(Data items)
:::::

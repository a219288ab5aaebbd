//! Edit layer.
//!
//! Applies a sparse [`CharacterEdits`] overlay to a generated character and
//! returns the edited view. Dependent values are recomputed: stat edits flow
//! through the breakdown as overrides, and an edited element brings its own
//! quadra, club and club passive.

use super::Character;
use super::abilities::AbilitySlot;
use super::element::ElementAffinity;
use super::naming::generate_title;
use crate::stats::{StatBlock, StatOverrides};
use crate::systems::Element;

/// Optional replacement name per ability slot.
#[derive(Clone, Debug, Default, PartialEq, Eq, Hash)]
#[cfg_attr(feature = "serde", derive(serde::Serialize, serde::Deserialize))]
#[cfg_attr(feature = "serde", serde(default))]
pub struct AbilityNameEdits {
    pub hero: Option<String>,
    pub parent: Option<String>,
    pub child: Option<String>,
    pub inferior: Option<String>,
}

impl AbilityNameEdits {
    pub const EMPTY: Self = Self {
        hero: None,
        parent: None,
        child: None,
        inferior: None,
    };

    pub fn get(&self, slot: AbilitySlot) -> Option<&str> {
        match slot {
            AbilitySlot::Hero => self.hero.as_deref(),
            AbilitySlot::Parent => self.parent.as_deref(),
            AbilitySlot::Child => self.child.as_deref(),
            AbilitySlot::Inferior => self.inferior.as_deref(),
        }
    }

    #[must_use]
    pub fn with(mut self, slot: AbilitySlot, name: impl Into<String>) -> Self {
        let name = Some(name.into());
        match slot {
            AbilitySlot::Hero => self.hero = name,
            AbilitySlot::Parent => self.parent = name,
            AbilitySlot::Child => self.child = name,
            AbilitySlot::Inferior => self.inferior = name,
        }
        self
    }

    pub fn is_empty(&self) -> bool {
        AbilitySlot::all().iter().all(|slot| self.get(*slot).is_none())
    }
}

/// Sparse overlay of manual corrections.
#[derive(Clone, Debug, Default, PartialEq, Eq, Hash)]
#[cfg_attr(feature = "serde", derive(serde::Serialize, serde::Deserialize))]
#[cfg_attr(feature = "serde", serde(default))]
pub struct CharacterEdits {
    pub stats: StatOverrides,
    pub class_name: Option<String>,
    pub ability_names: AbilityNameEdits,
    pub element: Option<Element>,
    pub combat_orientation: Option<String>,
}

impl CharacterEdits {
    /// Overlay that changes nothing.
    pub const EMPTY: Self = Self {
        stats: StatOverrides::EMPTY,
        class_name: None,
        ability_names: AbilityNameEdits::EMPTY,
        element: None,
        combat_orientation: None,
    };

    pub fn is_empty(&self) -> bool {
        self.stats.is_empty()
            && self.class_name.is_none()
            && self.ability_names.is_empty()
            && self.element.is_none()
            && self.combat_orientation.is_none()
    }
}

/// Returns the edited view of `character`. The original is left untouched.
pub fn apply_edits(character: &Character, edits: &CharacterEdits) -> Character {
    let mut edited = character.clone();

    if !edits.stats.is_empty() {
        edited.breakdown = character.breakdown.with_overrides(&edits.stats);
        edited.stats = edited.breakdown.recompose();
    }

    if let Some(class_name) = &edits.class_name {
        edited.archetype.class_name = class_name.clone();
    }

    for slot in AbilitySlot::all() {
        if let Some(name) = edits.ability_names.get(slot) {
            edited.abilities[slot.as_index()].name = name.to_owned();
        }
    }

    if let Some(element) = edits.element {
        if edited.element.element != Some(element) {
            edited.element = ElementAffinity::from_element(element);
        }
    }

    if let Some(orientation) = &edits.combat_orientation {
        edited.combat.orientation = orientation.clone();
    }

    if edits.class_name.is_some() || edits.element.is_some() {
        edited.title = generate_title(edited.element.element, &edited.archetype.class_name);
    }

    edited
}

/// Returns true if `edited_stats` spends no more points than `character` was generated with.
///
/// This is advisory; [`apply_edits`] never enforces it.
pub fn is_stat_budget_valid(character: &Character, edited_stats: &StatBlock) -> bool {
    edited_stats.total() <= character.stats.total()
}

#[cfg(test)]
mod tests {
    use super::*;
    use crate::character::archetype::PassiveSource;
    use crate::character::combat::InstinctSelection;
    use crate::character::generator::{GeneratorInput, generate_character};
    use crate::stats::StatAxis;
    use crate::systems::{ApType, Club, InstinctRealm, MbtiType, Quadra, SocionicsType};

    fn character() -> Character {
        generate_character(&GeneratorInput {
            attitudinal: Some(ApType::LVEF),
            socionics: Some(SocionicsType::ILE),
            instincts: Some(InstinctSelection::new(InstinctRealm::Union)),
            ..GeneratorInput::default()
        })
        .unwrap()
    }

    #[test]
    fn empty_edits_reproduce_the_character() {
        let original = character();
        assert_eq!(apply_edits(&original, &CharacterEdits::EMPTY), original);
        assert!(CharacterEdits::default().is_empty());
    }

    #[test]
    fn stat_edits_flow_through_the_breakdown() {
        let original = character();
        let edits = CharacterEdits {
            stats: StatOverrides::EMPTY.with(StatAxis::Willpower, 15),
            ..CharacterEdits::EMPTY
        };
        let edited = apply_edits(&original, &edits);

        assert_eq!(edited.stats.willpower, 15);
        assert_eq!(edited.stats.intelligence, original.stats.intelligence);
        assert_eq!(edited.breakdown.recompose(), edited.stats);
        assert_eq!(original.breakdown.overrides, StatOverrides::EMPTY);
    }

    #[test]
    fn element_edit_recomputes_club_passive() {
        let original = character();
        let edits = CharacterEdits {
            element: Some(Element::Earth),
            ..CharacterEdits::EMPTY
        };
        let edited = apply_edits(&original, &edits);
        let affinity = &edited.element;

        assert_eq!(affinity.quadra, Some(Quadra::Delta));
        assert_eq!(affinity.club, Some(Club::Pragmatist));
        assert_eq!(
            affinity.club_passive.as_ref().map(|p| p.name.as_str()),
            Some("Field Expertise")
        );
        assert_eq!(affinity.socionics, None);
        assert!(edited.title.starts_with("Stoneheart"));
    }

    #[test]
    fn element_edit_attunes_a_character_without_socionics() {
        let original = generate_character(&GeneratorInput {
            mbti: Some(MbtiType::ISFP),
            ..GeneratorInput::default()
        })
        .unwrap();
        assert!(original.element.is_neutral());
        assert!(original.title.starts_with("Unbound"));

        let edits = CharacterEdits {
            element: Some(Element::Fire),
            ..CharacterEdits::EMPTY
        };
        let edited = apply_edits(&original, &edits);

        assert_eq!(edited.element, ElementAffinity::from_element(Element::Fire));
        assert!(
            edited
                .passives()
                .any(|p| matches!(p.source, PassiveSource::Club(_)))
        );
        assert!(!edited.title.starts_with("Unbound"));
        assert_eq!(edited.active_systems, original.active_systems);
        assert!(original.element.is_neutral());
    }

    #[test]
    fn orientation_edit_renames_the_neutral_behavior_only() {
        let original = generate_character(&GeneratorInput {
            attitudinal: Some(ApType::FVLE),
            ..GeneratorInput::default()
        })
        .unwrap();
        assert_eq!(original.combat.orientation, "Drifter");

        let edits = CharacterEdits {
            combat_orientation: Some("Sentinel".to_owned()),
            ..CharacterEdits::EMPTY
        };
        let edited = apply_edits(&original, &edits);

        assert_eq!(edited.combat.orientation, "Sentinel");
        assert_eq!(edited.combat.realm, None);
        assert_eq!(edited.combat.activation, original.combat.activation);
        assert!(edited.combat.passives.is_empty());
    }

    #[test]
    fn name_and_orientation_edits_substitute() {
        let edits = CharacterEdits {
            class_name: Some("Spellblade".to_owned()),
            ability_names: AbilityNameEdits::EMPTY.with(AbilitySlot::Child, "Sparkler"),
            combat_orientation: Some("Skirmisher".to_owned()),
            ..CharacterEdits::EMPTY
        };
        let edited = apply_edits(&character(), &edits);

        assert_eq!(edited.archetype.class_name, "Spellblade");
        assert_eq!(edited.ability(AbilitySlot::Child).name, "Sparkler");
        assert_eq!(edited.combat.orientation, "Skirmisher");
        assert_eq!(edited.combat.realm, Some(InstinctRealm::Union));
    }

    #[test]
    fn budget_compares_totals() {
        let original = character();
        assert!(is_stat_budget_valid(&original, &original.stats));
        let inflated = original.stats.with(StatAxis::Spirit, original.stats.spirit + 1);
        assert!(!is_stat_budget_valid(&original, &inflated));
    }
}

:::::

● **WHAT THIS TASK INVOLVES**
Lines containing "archetype" in the records above: how many are there? Give only the number.

● **EXERCISE ANSWER**
4